_Exercise prompt_
Please give the number of lines that hold the string "else" in the listing, without any other words.

_Data supplied_
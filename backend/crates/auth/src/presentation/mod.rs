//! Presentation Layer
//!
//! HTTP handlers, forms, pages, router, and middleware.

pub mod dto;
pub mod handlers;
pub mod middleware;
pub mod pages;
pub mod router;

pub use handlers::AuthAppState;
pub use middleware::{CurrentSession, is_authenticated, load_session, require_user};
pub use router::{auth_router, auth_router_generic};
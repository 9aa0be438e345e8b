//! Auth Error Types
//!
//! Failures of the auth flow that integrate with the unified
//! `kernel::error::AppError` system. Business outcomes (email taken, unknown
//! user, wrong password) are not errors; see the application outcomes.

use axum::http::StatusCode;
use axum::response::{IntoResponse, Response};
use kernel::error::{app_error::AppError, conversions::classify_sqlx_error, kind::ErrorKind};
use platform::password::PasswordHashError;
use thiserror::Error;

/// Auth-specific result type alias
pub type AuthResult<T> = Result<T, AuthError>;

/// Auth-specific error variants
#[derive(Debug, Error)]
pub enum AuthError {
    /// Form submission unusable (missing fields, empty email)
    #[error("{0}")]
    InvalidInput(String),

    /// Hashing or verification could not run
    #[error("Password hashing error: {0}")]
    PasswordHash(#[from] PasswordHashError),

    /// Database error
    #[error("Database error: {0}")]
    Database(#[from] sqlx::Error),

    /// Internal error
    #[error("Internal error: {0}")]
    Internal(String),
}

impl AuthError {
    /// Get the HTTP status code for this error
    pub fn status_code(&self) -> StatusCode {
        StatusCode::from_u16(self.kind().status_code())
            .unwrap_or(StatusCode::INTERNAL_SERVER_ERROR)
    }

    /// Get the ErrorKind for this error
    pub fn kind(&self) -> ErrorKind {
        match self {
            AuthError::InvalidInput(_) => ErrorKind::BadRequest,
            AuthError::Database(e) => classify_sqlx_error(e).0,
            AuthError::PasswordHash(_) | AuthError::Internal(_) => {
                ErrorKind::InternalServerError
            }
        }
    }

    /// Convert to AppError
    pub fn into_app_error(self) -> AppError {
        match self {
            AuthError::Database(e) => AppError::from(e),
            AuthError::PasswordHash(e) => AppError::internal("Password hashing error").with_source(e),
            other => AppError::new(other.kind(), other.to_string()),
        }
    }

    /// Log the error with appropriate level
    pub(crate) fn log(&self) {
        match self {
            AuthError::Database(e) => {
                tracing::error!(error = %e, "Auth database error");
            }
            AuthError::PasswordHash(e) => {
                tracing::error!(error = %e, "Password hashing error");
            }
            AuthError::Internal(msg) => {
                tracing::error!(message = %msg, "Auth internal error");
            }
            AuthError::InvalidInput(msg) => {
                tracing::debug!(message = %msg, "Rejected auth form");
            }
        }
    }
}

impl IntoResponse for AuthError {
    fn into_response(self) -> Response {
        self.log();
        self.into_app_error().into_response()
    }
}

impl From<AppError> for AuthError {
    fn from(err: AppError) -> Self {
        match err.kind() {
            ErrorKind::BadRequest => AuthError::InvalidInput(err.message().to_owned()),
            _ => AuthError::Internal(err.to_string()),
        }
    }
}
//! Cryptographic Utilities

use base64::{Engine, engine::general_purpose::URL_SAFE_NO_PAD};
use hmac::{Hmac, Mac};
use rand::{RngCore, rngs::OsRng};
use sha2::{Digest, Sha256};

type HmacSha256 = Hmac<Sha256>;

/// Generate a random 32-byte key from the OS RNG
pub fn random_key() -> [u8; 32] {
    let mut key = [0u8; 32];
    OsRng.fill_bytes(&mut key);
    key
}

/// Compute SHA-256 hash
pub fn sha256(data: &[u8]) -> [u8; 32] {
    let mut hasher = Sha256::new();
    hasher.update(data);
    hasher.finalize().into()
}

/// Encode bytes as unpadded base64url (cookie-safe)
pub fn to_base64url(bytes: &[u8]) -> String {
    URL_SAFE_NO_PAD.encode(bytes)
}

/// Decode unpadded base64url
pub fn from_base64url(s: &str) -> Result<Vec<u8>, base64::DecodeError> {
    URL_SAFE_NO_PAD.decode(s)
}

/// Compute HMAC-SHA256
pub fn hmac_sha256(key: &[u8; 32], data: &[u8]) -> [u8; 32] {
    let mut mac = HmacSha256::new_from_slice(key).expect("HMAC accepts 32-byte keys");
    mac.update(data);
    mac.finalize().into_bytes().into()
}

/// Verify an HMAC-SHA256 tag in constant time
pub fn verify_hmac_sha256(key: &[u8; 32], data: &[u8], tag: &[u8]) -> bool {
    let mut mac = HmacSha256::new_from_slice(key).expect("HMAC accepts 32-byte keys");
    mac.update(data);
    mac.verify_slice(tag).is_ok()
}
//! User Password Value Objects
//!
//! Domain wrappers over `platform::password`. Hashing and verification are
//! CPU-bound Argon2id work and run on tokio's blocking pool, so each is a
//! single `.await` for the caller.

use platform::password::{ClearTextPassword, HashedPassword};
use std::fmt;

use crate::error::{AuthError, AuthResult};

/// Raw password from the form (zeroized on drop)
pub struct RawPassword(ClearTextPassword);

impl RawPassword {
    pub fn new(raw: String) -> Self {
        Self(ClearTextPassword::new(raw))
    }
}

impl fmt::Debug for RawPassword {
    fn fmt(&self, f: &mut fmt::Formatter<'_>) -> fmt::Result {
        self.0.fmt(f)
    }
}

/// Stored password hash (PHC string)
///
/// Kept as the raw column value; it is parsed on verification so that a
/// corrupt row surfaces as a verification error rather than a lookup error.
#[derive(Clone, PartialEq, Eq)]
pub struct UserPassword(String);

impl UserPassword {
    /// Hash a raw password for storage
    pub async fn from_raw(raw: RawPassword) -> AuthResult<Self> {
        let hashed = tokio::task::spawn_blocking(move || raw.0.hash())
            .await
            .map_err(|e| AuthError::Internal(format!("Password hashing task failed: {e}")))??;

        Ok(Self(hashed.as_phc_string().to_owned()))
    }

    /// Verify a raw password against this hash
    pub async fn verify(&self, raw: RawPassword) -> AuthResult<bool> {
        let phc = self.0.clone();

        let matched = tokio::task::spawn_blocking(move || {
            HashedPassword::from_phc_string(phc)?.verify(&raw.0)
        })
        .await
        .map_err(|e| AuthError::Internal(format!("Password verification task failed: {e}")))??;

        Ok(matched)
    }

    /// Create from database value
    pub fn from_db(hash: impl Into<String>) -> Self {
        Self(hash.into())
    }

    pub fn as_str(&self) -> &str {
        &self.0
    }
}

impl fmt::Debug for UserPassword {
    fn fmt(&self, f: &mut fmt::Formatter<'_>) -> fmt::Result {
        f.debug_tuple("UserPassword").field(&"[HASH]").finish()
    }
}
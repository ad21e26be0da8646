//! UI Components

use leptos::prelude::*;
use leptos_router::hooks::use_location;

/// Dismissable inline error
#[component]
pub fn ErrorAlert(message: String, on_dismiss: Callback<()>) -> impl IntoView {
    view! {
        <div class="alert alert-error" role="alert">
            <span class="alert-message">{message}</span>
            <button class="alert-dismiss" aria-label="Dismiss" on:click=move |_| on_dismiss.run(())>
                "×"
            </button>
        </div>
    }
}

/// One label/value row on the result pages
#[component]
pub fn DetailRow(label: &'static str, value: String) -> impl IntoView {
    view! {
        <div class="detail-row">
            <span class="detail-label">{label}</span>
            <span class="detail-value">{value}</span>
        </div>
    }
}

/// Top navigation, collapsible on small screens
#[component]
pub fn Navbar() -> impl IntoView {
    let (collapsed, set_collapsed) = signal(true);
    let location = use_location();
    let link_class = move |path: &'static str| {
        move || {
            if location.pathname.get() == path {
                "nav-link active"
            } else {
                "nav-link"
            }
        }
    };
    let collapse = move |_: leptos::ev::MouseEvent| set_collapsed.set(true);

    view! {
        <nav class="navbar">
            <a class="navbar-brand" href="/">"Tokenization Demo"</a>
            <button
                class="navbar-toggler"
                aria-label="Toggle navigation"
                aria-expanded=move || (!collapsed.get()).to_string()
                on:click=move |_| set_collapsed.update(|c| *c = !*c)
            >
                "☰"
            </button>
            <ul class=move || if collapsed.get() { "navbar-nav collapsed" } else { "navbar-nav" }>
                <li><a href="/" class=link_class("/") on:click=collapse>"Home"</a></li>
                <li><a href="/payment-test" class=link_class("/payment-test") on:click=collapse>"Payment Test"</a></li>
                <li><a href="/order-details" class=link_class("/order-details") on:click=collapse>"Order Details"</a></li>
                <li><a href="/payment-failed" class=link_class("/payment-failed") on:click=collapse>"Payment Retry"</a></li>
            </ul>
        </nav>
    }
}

_Answer to this problem_
2